Do we even care about these women, these mothers and their disappeared children?
Certainly. That's why some of us want legal protection for the unborn and for their mothers. Right?
In order for laws to endure in a stable manner, however, they need at least a chance of taking root in a society. What would have to change about the way we live in order for this to be possible?
I do not think that legal protection of the unborn (and the equity and compassion their mothers need) can be a lasting achievement for this society unless we all change our way of viewing our own lives and our relationships with persons, as well as our assessment of the relative purposes of material things, and our appreciation for the common good of our society.

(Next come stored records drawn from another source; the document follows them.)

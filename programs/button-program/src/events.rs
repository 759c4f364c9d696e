use anchor_lang::prelude::*;

#[event]
pub struct ButtonCreated {
    pub button: Pubkey,
    pub creator: Pubkey,
    pub admin_wallet: Pubkey,
    pub fee_lamports: u64,
}

#[event]
pub struct ButtonLiked {
    pub button: Pubkey,
    pub user: Pubkey,
    pub number_of_likes: u64,
}
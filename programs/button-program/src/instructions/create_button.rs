use crate::constants::{
    seeds, CREATE_BUTTON_FEE_LAMPORTS, MAX_COLOR_LEN, MAX_SOUND_URI_LEN, MAX_TITLE_LEN,
};
use crate::error::ButtonProgramError;
use crate::events::ButtonCreated;
use crate::state::Button;
use anchor_lang::prelude::*;
use anchor_lang::system_program::{self, Transfer};

/// Account structure for creating a button.
///
/// The button PDA is derived from the creator's key alone, so a second
/// creation attempt by the same creator fails at initialization.
///
/// # Preconditions
/// - The `button` account must not exist prior to execution.
/// - The creator must hold at least `CREATE_BUTTON_FEE_LAMPORTS`.
#[derive(Accounts)]
pub struct CreateButton<'info> {
    /// Funds the button account's rent.
    #[account(mut)]
    pub fee_payer: Signer<'info>,

    /// The button account, initialized with the provided metadata.
    ///
    /// # Note
    /// - Space is `8 + Button::INIT_SPACE` bytes, where 8 bytes are for the discriminator.
    /// - Seeded with `"button"` and the creator's key.
    #[account(
        init,
        payer = fee_payer,
        space = 8 + Button::INIT_SPACE,
        seeds = [seeds::BUTTON, creator.key().as_ref()],
        bump
    )]
    pub button: Account<'info, Button>,

    /// The creator of the button; pays the creation fee.
    #[account(mut)]
    pub creator: Signer<'info>,

    /// CHECK: Receives the creation fee, no data is read or written.
    #[account(mut)]
    pub admin_wallet: UncheckedAccount<'info>,

    /// Solana System program for account creation and the fee transfer.
    pub system_program: Program<'info, System>,
}

/// Creates a button and transfers the fixed creation fee to the admin wallet.
///
/// Validates the metadata string bounds, initializes the button with a zero
/// like counter, and moves `CREATE_BUTTON_FEE_LAMPORTS` from the creator to
/// the admin wallet. The instruction is atomic: if the fee cannot be paid or
/// any bound is exceeded, no state is left behind.
///
/// # Arguments
/// - `ctx`: Context for `CreateButton`.
/// - `title`: Display title, at most `MAX_TITLE_LEN` bytes.
/// - `color`: Display color, at most `MAX_COLOR_LEN` bytes.
/// - `sound_uri`: Sound URI, at most `MAX_SOUND_URI_LEN` bytes.
///
/// # Errors
/// - `InvalidInput` if any string exceeds its bound.
/// - `InsufficientFunds` if the creator cannot cover the fee.
/// - Fails if the button PDA is already initialized (duplicate creation).
pub fn create_button(
    ctx: Context<CreateButton>,
    title: String,
    color: String,
    sound_uri: String,
) -> Result<()> {
    require!(title.len() <= MAX_TITLE_LEN, ButtonProgramError::InvalidInput);
    require!(color.len() <= MAX_COLOR_LEN, ButtonProgramError::InvalidInput);
    require!(
        sound_uri.len() <= MAX_SOUND_URI_LEN,
        ButtonProgramError::InvalidInput
    );

    let button = &mut ctx.accounts.button;
    button.title = title;
    button.color = color;
    button.creator = ctx.accounts.creator.key();
    button.sound_uri = sound_uri;
    button.number_of_likes = 0;
    button.bump = ctx.bumps.button;

    require!(
        ctx.accounts.creator.lamports() >= CREATE_BUTTON_FEE_LAMPORTS,
        ButtonProgramError::InsufficientFunds
    );

    system_program::transfer(
        CpiContext::new(
            ctx.accounts.system_program.to_account_info(),
            Transfer {
                from: ctx.accounts.creator.to_account_info(),
                to: ctx.accounts.admin_wallet.to_account_info(),
            },
        ),
        CREATE_BUTTON_FEE_LAMPORTS,
    )?;

    emit!(ButtonCreated {
        button: ctx.accounts.button.key(),
        creator: ctx.accounts.creator.key(),
        admin_wallet: ctx.accounts.admin_wallet.key(),
        fee_lamports: CREATE_BUTTON_FEE_LAMPORTS,
    });

    Ok(())
}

The "normalization" of abortion has been a monstrous catastrophe. Let us remember, every abortion kills an innocent and defenseless human being made in the image of God. Presently, the "first world" is virtually unanimous in proclaiming that the freedom to choose abortion is a basic human right. Today we remember with great sorrow the role the USA has played in helping to spread this delusion.
We pray and do penance for all these things, and for our own complicity in this ugly culture of death. Legal abortion has been a catalyst in the proliferation and expansion of the death culture, but it also emerged from a long existing and broader malaise and continues as a brutal symptomatic expression of a violent society in which we all participate, dragging one another down in various ways, making war against one another in deeds, in speech, in the thoughts of our hearts. This is no way to foster a culture of life.
Reform always begins with myself. I need to change, to be converted, to see reality and respond more truly in the way I live my life. I am a selfish, sinful man. Lord, have mercy on me.